Data Analysis Case Study

A scenario-driven case study, demonstrating usage of Excel and SQL

Scenario

Cyclistic is a fictional bike-share company in Chicago with over 5,800 bicycles and 600 docking stations across the city. The company offers multiple pricing plans: Single-ride passes, full-day passes, and annual memberships. Customers who purchase either single-ride or full-day passes shall be referred to as casual riders. Customers who purchase annual memberships shall be referred to as annual members. According to the Cyclistic finance analysis team, annual members are far more profitable than casual riders. The goal of this analysis is to design marketing strategies aimed towards converting casual riders into annual members. To do so, data must be analyzed regarding how casual riders and annual members differ in terms of bicycle usage.

About the Dataset

This case study will utilize a six-month period of Cyclistic historical bike trip data (April 2021 through September 2021) to identify trends. This period was chosen because a majority of bicycle usage occurs from mid-spring through early fall. From April-September 2021, over 3 million individual rides occurred. The first link below is the source of the dataset, the second link is the license under which the data has been made available by Motivate International, Inc.
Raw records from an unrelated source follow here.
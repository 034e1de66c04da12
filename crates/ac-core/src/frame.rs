/// Buffer de pixels d'une frame vidéo, à la résolution native de la source.
///
/// Stocke les pixels en RGBA row-major, 4 bytes par pixel.
///
/// # Example
/// ```
/// use ac_core::frame::FrameBuffer;
/// let fb = FrameBuffer::new(10, 10);
/// assert_eq!(fb.data.len(), 400);
/// ```
#[derive(Clone, Debug)]
pub struct FrameBuffer {
    /// Pixels RGBA, row-major, 4 bytes par pixel.
    pub data: Vec<u8>,
    /// Width in pixels.
    pub width: u32,
    /// Height in pixels.
    pub height: u32,
}

impl FrameBuffer {
    /// Crée un buffer noir aux dimensions données.
    ///
    /// # Example
    /// ```
    /// use ac_core::frame::FrameBuffer;
    /// let fb = FrameBuffer::new(100, 50);
    /// assert_eq!(fb.width, 100);
    /// assert_eq!(fb.height, 50);
    /// assert_eq!(fb.data.len(), 100 * 50 * 4);
    /// ```
    #[must_use]
    pub fn new(width: u32, height: u32) -> Self {
        Self {
            data: vec![0u8; width as usize * height as usize * 4],
            width,
            height,
        }
    }

    /// Buffer uniforme, pratique pour les tests et les sources synthétiques.
    ///
    /// # Example
    /// ```
    /// use ac_core::frame::FrameBuffer;
    /// let fb = FrameBuffer::filled(2, 2, (10, 20, 30));
    /// assert_eq!(fb.pixel(1, 1), (10, 20, 30, 255));
    /// ```
    #[must_use]
    pub fn filled(width: u32, height: u32, rgb: (u8, u8, u8)) -> Self {
        let mut fb = Self::new(width, height);
        for px in fb.data.chunks_exact_mut(4) {
            px.copy_from_slice(&[rgb.0, rgb.1, rgb.2, 255]);
        }
        fb
    }

    /// Wrap an RGB24 buffer (as produced by most camera decoders) into RGBA.
    ///
    /// Returns `None` when `rgb.len() != width * height * 3`.
    ///
    /// # Example
    /// ```
    /// use ac_core::frame::FrameBuffer;
    /// let fb = FrameBuffer::from_rgb(1, 1, &[1, 2, 3]).unwrap();
    /// assert_eq!(fb.data, vec![1, 2, 3, 255]);
    /// ```
    #[must_use]
    pub fn from_rgb(width: u32, height: u32, rgb: &[u8]) -> Option<Self> {
        if rgb.len() != width as usize * height as usize * 3 {
            return None;
        }
        let mut data = Vec::with_capacity(rgb.len() / 3 * 4);
        for px in rgb.chunks_exact(3) {
            data.extend_from_slice(&[px[0], px[1], px[2], 255]);
        }
        Some(Self {
            data,
            width,
            height,
        })
    }

    /// `true` if the buffer holds no pixel.
    #[must_use]
    pub fn is_empty(&self) -> bool {
        self.width == 0 || self.height == 0
    }

    /// Accès au pixel (x, y) → (r, g, b, a).
    ///
    /// # Example
    /// ```
    /// use ac_core::frame::FrameBuffer;
    /// let fb = FrameBuffer::new(10, 10);
    /// assert_eq!(fb.pixel(0, 0), (0, 0, 0, 0));
    /// ```
    #[inline(always)]
    #[must_use]
    pub fn pixel(&self, x: u32, y: u32) -> (u8, u8, u8, u8) {
        debug_assert!(x < self.width && y < self.height, "pixel out of bounds");
        let idx = (y as usize * self.width as usize + x as usize) * 4;
        if idx + 3 >= self.data.len() {
            return (0, 0, 0, 0);
        }
        (
            self.data[idx],
            self.data[idx + 1],
            self.data[idx + 2],
            self.data[idx + 3],
        )
    }
}

/// Number of grid rows for a target width, preserving the source aspect ratio.
///
/// `floor(width * source_height / source_width)`, 0 for an empty source.
///
/// # Example
/// ```
/// use ac_core::frame::grid_height;
/// assert_eq!(grid_height(160, 640, 480), 120);
/// assert_eq!(grid_height(100, 1920, 1080), 56);
/// assert_eq!(grid_height(100, 0, 1080), 0);
/// ```
#[must_use]
pub fn grid_height(width: u32, source_width: u32, source_height: u32) -> u32 {
    if source_width == 0 {
        return 0;
    }
    (u64::from(width) * u64::from(source_height) / u64::from(source_width)) as u32
}

/// Luminance par cellule, row-major, valeurs dans [0, 255].
///
/// # Example
/// ```
/// use ac_core::frame::LuminanceGrid;
/// let grid = LuminanceGrid::new(4, 2);
/// assert_eq!(grid.values.len(), 8);
/// assert_eq!(grid.get(3, 1), 0.0);
/// ```
#[derive(Clone, Debug, PartialEq)]
pub struct LuminanceGrid {
    /// Flat array of luminance values, row-major.
    pub values: Vec<f32>,
    /// Width in cells.
    pub width: u32,
    /// Height in cells.
    pub height: u32,
}

impl LuminanceGrid {
    #[must_use]
    pub fn new(width: u32, height: u32) -> Self {
        Self {
            values: vec![0.0; width as usize * height as usize],
            width,
            height,
        }
    }

    #[inline(always)]
    #[must_use]
    pub fn get(&self, x: u32, y: u32) -> f32 {
        self.values[y as usize * self.width as usize + x as usize]
    }

    #[inline(always)]
    pub fn set(&mut self, x: u32, y: u32, value: f32) {
        self.values[y as usize * self.width as usize + x as usize] = value;
    }

    /// Iterate rows as slices.
    pub fn rows(&self) -> impl Iterator<Item = &[f32]> {
        self.values.chunks_exact(self.width.max(1) as usize)
    }
}

/// Grille de glyphes produite par un tick. Immuable une fois construite.
///
/// Chaque ligne contient exactement `width` glyphes.
///
/// # Example
/// ```
/// use ac_core::frame::CharacterGrid;
/// let grid = CharacterGrid::from_lines(&["ab", "cd"]).unwrap();
/// assert_eq!(grid.width(), 2);
/// assert_eq!(grid.height(), 2);
/// assert_eq!(grid.to_text(), "ab\ncd\n");
/// ```
#[derive(Clone, Debug, PartialEq, Eq)]
pub struct CharacterGrid {
    glyphs: Vec<char>,
    width: u32,
    height: u32,
}

impl CharacterGrid {
    /// Build a grid from row-major glyphs.
    ///
    /// Returns `None` if `glyphs.len() != width * height`.
    #[must_use]
    pub fn from_glyphs(width: u32, height: u32, glyphs: Vec<char>) -> Option<Self> {
        (glyphs.len() == width as usize * height as usize).then_some(Self {
            glyphs,
            width,
            height,
        })
    }

    /// Build a grid from text lines of identical glyph count.
    ///
    /// Returns `None` when the lines have different lengths.
    #[must_use]
    pub fn from_lines<S: AsRef<str>>(lines: &[S]) -> Option<Self> {
        let width = lines.first().map_or(0, |l| l.as_ref().chars().count());
        let mut glyphs = Vec::with_capacity(width * lines.len());
        for line in lines {
            let before = glyphs.len();
            glyphs.extend(line.as_ref().chars());
            if glyphs.len() - before != width {
                return None;
            }
        }
        Some(Self {
            glyphs,
            width: width as u32,
            height: lines.len() as u32,
        })
    }

    /// Grille vide (aucune ligne).
    #[must_use]
    pub fn empty() -> Self {
        Self {
            glyphs: Vec::new(),
            width: 0,
            height: 0,
        }
    }

    #[must_use]
    pub fn width(&self) -> u32 {
        self.width
    }

    /// Number of lines.
    #[must_use]
    pub fn height(&self) -> u32 {
        self.height
    }

    /// `true` when the grid has no line or no column.
    #[must_use]
    pub fn is_empty(&self) -> bool {
        self.glyphs.is_empty()
    }

    #[inline(always)]
    #[must_use]
    pub fn get(&self, x: u32, y: u32) -> char {
        self.glyphs[y as usize * self.width as usize + x as usize]
    }

    /// Iterate rows as glyph slices.
    pub fn rows(&self) -> impl Iterator<Item = &[char]> {
        self.glyphs.chunks_exact(self.width.max(1) as usize)
    }

    /// Rows as owned strings, without line terminators.
    #[must_use]
    pub fn lines(&self) -> Vec<String> {
        self.rows().map(|row| row.iter().collect()).collect()
    }

    /// Texte complet : chaque ligne terminée par `\n`, pas de ligne vide finale.
    #[must_use]
    pub fn to_text(&self) -> String {
        let mut out = String::with_capacity(self.glyphs.len() + self.height as usize);
        for row in self.rows() {
            out.extend(row.iter());
            out.push('\n');
        }
        out
    }
}

#[cfg(test)]
mod tests {
    use super::*;

    #[test]
    fn grid_height_matches_floor_formula() {
        for width in (60..=320).step_by(4) {
            assert_eq!(grid_height(width, 1280, 720), width * 720 / 1280);
            assert_eq!(grid_height(width, 640, 480), width * 3 / 4);
        }
    }

    #[test]
    fn from_lines_rejects_ragged_input() {
        assert!(CharacterGrid::from_lines(&["abc", "de"]).is_none());
    }

    #[test]
    fn empty_grid_has_no_text() {
        let grid = CharacterGrid::empty();
        assert!(grid.is_empty());
        assert_eq!(grid.to_text(), "");
        assert!(grid.lines().is_empty());
    }

    #[test]
    fn text_has_one_terminator_per_row() {
        let grid = CharacterGrid::from_glyphs(3, 2, "abcdef".chars().collect()).unwrap();
        assert_eq!(grid.to_text(), "abc\ndef\n");
        assert_eq!(grid.lines(), vec!["abc".to_string(), "def".to_string()]);
        assert_eq!(grid.get(2, 1), 'f');
    }

    #[test]
    fn from_rgb_rejects_wrong_length() {
        assert!(FrameBuffer::from_rgb(2, 2, &[0; 11]).is_none());
    }
}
Index of bucket "divvy-tripdata"

Data License Agreement | Divvy Bikes

Each row in the dataset represents an individual bike trip. The columns of data contain various attributes of each trip, including the following:

Start and end dates/times in UTC
Latitude and longitude coordinates of the starting and ending points of each trip (four columns, two for starting lat/lon, two for ending lat/lon)
Whether the rider is a casual rider or annual member (stored in "member_casual" column with either "casual" or "member" text string)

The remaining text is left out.